KTLS with openssl 3.0 fail with error ENOTCONN(Transport endpoint is not connected)

Gaurav Jain <gaurav.jain@xxxxxxx> · Wed, 22 Dec 2021 10:23:42 +0000

Hi
Kernel Support for KTLS:

kernel version is 5.15

CONFIG_TLS=y

CONFIG_TLS_DEVICE=y

CONFIG_CRYPTO_TLS=y

Openssl:

$ ./ Configure enable-ktls linux-aarch64

$ make

Server

$ ./openssl version

OpenSSL 3.0.2-dev 14 Dec 2021 (Library: OpenSSL 3.0.0 7 sep 2021)

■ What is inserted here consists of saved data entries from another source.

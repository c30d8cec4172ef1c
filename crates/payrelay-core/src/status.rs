//! Payment and customer status enumerations.

use serde::{Deserialize, Serialize};
use std::fmt;

/// Lifecycle status of a payment attempt.
///
/// Most payment tables store the integer code; the commission table stores
/// the string form. Both mappings live here so no table invents its own.
#[derive(Debug, Clone, Copy, PartialEq, Eq, Serialize, Deserialize)]
#[serde(rename_all = "snake_case")]
pub enum PaymentStatus {
    /// Payment is pending or still being processed.
    Processing,
    /// Payment completed successfully.
    Succeeded,
    /// Payment failed.
    Failed,
}

impl PaymentStatus {
    /// The integer status code stored by the integer-coded tables.
    #[must_use]
    pub const fn code(self) -> i64 {
        match self {
            Self::Processing => 1,
            Self::Succeeded => 2,
            Self::Failed => 3,
        }
    }

    /// The string status stored by the commission table.
    #[must_use]
    pub const fn as_str(self) -> &'static str {
        match self {
            Self::Processing => "processing",
            Self::Succeeded => "succeeded",
            Self::Failed => "failed",
        }
    }

    /// Decode an integer status code.
    #[must_use]
    pub const fn from_code(code: i64) -> Option<Self> {
        match code {
            1 => Some(Self::Processing),
            2 => Some(Self::Succeeded),
            3 => Some(Self::Failed),
            _ => None,
        }
    }
}

impl fmt::Display for PaymentStatus {
    fn fmt(&self, f: &mut fmt::Formatter<'_>) -> fmt::Result {
        f.write_str(self.as_str())
    }
}

/// Verification status of a customer's collected payment method.
#[derive(Debug, Clone, Copy, PartialEq, Eq, Serialize, Deserialize)]
#[serde(rename_all = "snake_case")]
pub enum CustomerStatus {
    /// Bank-account collection started but not finished.
    Pending,
    /// The processor confirmed the payment method.
    Verified,
    /// Collection or verification failed.
    Failed,
}

impl fmt::Display for CustomerStatus {
    fn fmt(&self, f: &mut fmt::Formatter<'_>) -> fmt::Result {
        let s = match self {
            Self::Pending => "pending",
            Self::Verified => "verified",
            Self::Failed => "failed",
        };
        f.write_str(s)
    }
}

#[cfg(test)]
mod tests {
    use super::*;

    #[test]
    fn codes_match_store_contract() {
        assert_eq!(PaymentStatus::Processing.code(), 1);
        assert_eq!(PaymentStatus::Succeeded.code(), 2);
        assert_eq!(PaymentStatus::Failed.code(), 3);
    }

    #[test]
    fn code_roundtrip() {
        for status in [
            PaymentStatus::Processing,
            PaymentStatus::Succeeded,
            PaymentStatus::Failed,
        ] {
            assert_eq!(PaymentStatus::from_code(status.code()), Some(status));
        }
        assert_eq!(PaymentStatus::from_code(0), None);
        assert_eq!(PaymentStatus::from_code(4), None);
    }

    #[test]
    fn string_form_matches_commission_contract() {
        assert_eq!(PaymentStatus::Processing.as_str(), "processing");
        assert_eq!(PaymentStatus::Succeeded.as_str(), "succeeded");
        assert_eq!(PaymentStatus::Failed.as_str(), "failed");
    }
}
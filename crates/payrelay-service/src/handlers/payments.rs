//! Payment-intent creation handler.

use std::sync::Arc;

use axum::extract::{Path, State};
use axum::Json;
use serde::{Deserialize, Serialize};

use payrelay_core::routing::{self, Metadata};
use payrelay_core::UserId;
use payrelay_store::Store;

use crate::auth::ServiceAuth;
use crate::error::ApiError;
use crate::state::AppState;
use crate::stripe::PaymentIntentParams;

/// Create-payment request.
#[derive(Debug, Deserialize)]
pub struct CreatePaymentRequest {
    /// Our user id.
    pub user_id: UserId,
    /// Amount in the smallest currency unit.
    pub amount: i64,
    /// Currency code (default "usd").
    #[serde(default = "default_currency")]
    pub currency: String,
    /// Routing metadata to attach to the intent.
    #[serde(default)]
    pub metadata: Metadata,
    /// Confirm immediately (default true).
    #[serde(default = "default_confirm")]
    pub confirm: bool,
}

fn default_currency() -> String {
    "usd".to_string()
}

fn default_confirm() -> bool {
    true
}

/// Payment response.
#[derive(Debug, Serialize)]
pub struct PaymentResponse {
    /// Payment intent id.
    pub payment_intent_id: String,
    /// Processor-side status.
    pub status: String,
    /// Amount.
    pub amount: i64,
}

/// Create (and by default confirm) a payment intent for a user.
pub async fn create_payment(
    State(state): State<Arc<AppState>>,
    _auth: ServiceAuth,
    Json(req): Json<CreatePaymentRequest>,
) -> Result<Json<PaymentResponse>, ApiError> {
    let stripe = state.stripe()?;

    if req.amount <= 0 {
        return Err(ApiError::BadRequest("amount must be positive".into()));
    }

    // An intent created with metadata the webhook path cannot route is a
    // payment we could never reconcile; reject it here instead.
    routing::decode(&req.metadata)?;

    let customer = state
        .store
        .get_customer(req.user_id)?
        .ok_or_else(|| ApiError::NotFound(format!("No customer for user {}", req.user_id)))?;
    let customer_id = customer
        .customer_id
        .ok_or_else(|| ApiError::BadRequest("Customer has no processor id".into()))?;

    let params = PaymentIntentParams {
        amount: req.amount,
        currency: req.currency,
        customer: customer_id,
        payment_method: customer.payment_method_id,
        confirm: req.confirm,
        metadata: req.metadata,
    };

    let intent = stripe.create_payment_intent(&params).await?;

    tracing::info!(
        user_id = %req.user_id,
        payment_intent_id = %intent.id,
        amount = %intent.amount,
        status = %intent.status,
        "Payment intent created"
    );

    Ok(Json(PaymentResponse {
        payment_intent_id: intent.id,
        status: intent.status,
        amount: intent.amount,
    }))
}

/// Retrieve a payment intent's current processor-side state.
pub async fn get_payment(
    State(state): State<Arc<AppState>>,
    _auth: ServiceAuth,
    Path(payment_intent_id): Path<String>,
) -> Result<Json<PaymentResponse>, ApiError> {
    let stripe = state.stripe()?;

    let intent = stripe.get_payment_intent(&payment_intent_id).await?;

    Ok(Json(PaymentResponse {
        payment_intent_id: intent.id,
        status: intent.status,
        amount: intent.amount,
    }))
}

/// Confirm a payment intent created with `confirm: false`.
pub async fn confirm_payment(
    State(state): State<Arc<AppState>>,
    _auth: ServiceAuth,
    Path(payment_intent_id): Path<String>,
) -> Result<Json<PaymentResponse>, ApiError> {
    let stripe = state.stripe()?;

    let intent = stripe.confirm_payment_intent(&payment_intent_id).await?;

    tracing::info!(
        payment_intent_id = %intent.id,
        status = %intent.status,
        "Payment intent confirmed"
    );

    Ok(Json(PaymentResponse {
        payment_intent_id: intent.id,
        status: intent.status,
        amount: intent.amount,
    }))
}
//! Core types for the payrelay service.
//!
//! This crate provides the foundational types used throughout payrelay:
//!
//! - **Identifiers**: `UserId`, `RecordId`, `AdminId`, `CartId`
//! - **Statuses**: `PaymentStatus`, `CustomerStatus`
//! - **Records**: the five payment-record shapes, `Customer`, and the
//!   `PaymentRecord` capability they share
//! - **Routing**: `RoutingKey`, the decoded form of processor event metadata
//!
//! # Status codes
//!
//! Payment tables store a small integer status code:
//!
//! - `1` = pending / processing
//! - `2` = succeeded
//! - `3` = failed
//!
//! The commission table is the historical exception and stores the string
//! form (`"processing"` / `"succeeded"` / `"failed"`) instead.

#![forbid(unsafe_code)]
#![warn(missing_docs)]
#![warn(clippy::all)]
#![warn(clippy::pedantic)]

pub mod ids;
pub mod records;
pub mod routing;
pub mod status;

pub use ids::{AdminId, CartId, IdError, RecordId, UserId};
pub use records::{
    AdditionalCharge, CommissionPayment, Customer, Invoice, PaymentRecord, RecordKind,
    RequestPayment, RulePayment,
};
pub use routing::{CommissionPeriod, RoutingError, RoutingKey};
pub use status::{CustomerStatus, PaymentStatus};
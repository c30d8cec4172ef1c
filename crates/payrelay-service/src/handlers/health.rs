//! Health check handlers.

use axum::Json;
use serde::Serialize;

/// Health check response.
#[derive(Debug, Serialize)]
pub struct HealthResponse {
    /// Service status.
    pub status: String,
    /// Service name.
    pub service: String,
    /// Service version.
    pub version: String,
}

/// Health check endpoint.
pub async fn health() -> Json<HealthResponse> {
    Json(HealthResponse {
        status: "ok".to_string(),
        service: "payrelay".to_string(),
        version: env!("CARGO_PKG_VERSION").to_string(),
    })
}
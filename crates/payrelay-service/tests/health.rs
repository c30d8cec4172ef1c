//! Health endpoint integration tests.

mod common;

use common::TestHarness;

#[tokio::test]
async fn health_check_returns_ok() {
    let harness = TestHarness::new();

    let response = harness.server.get("/health").await;

    response.assert_status_ok();
}

#[tokio::test]
async fn health_check_returns_json() {
    let harness = TestHarness::new();

    let response = harness.server.get("/health").await;

    response.assert_status_ok();
    let body: serde_json::Value = response.json();
    assert_eq!(body["status"], "ok");
    assert_eq!(body["service"], "payrelay");
}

$ ./openssl s_server -key rsa.key -cert server.pem -accept 443

error

file: crypto/bio/bio_sock2.c

function: BIO_socket()

ktls_enable(sock); failed with ENOTCONN error

setsockopt failed, 107, Transport endpoint is not connected

server logs( added some debug logs)

root@imx8mmevk:~# ./openssl s_server -key rsa.key -cert server.pem -accept 443

sk->sk_state != TCP_ESTABLISHED (log added in kernel net/tls/tls_main.c)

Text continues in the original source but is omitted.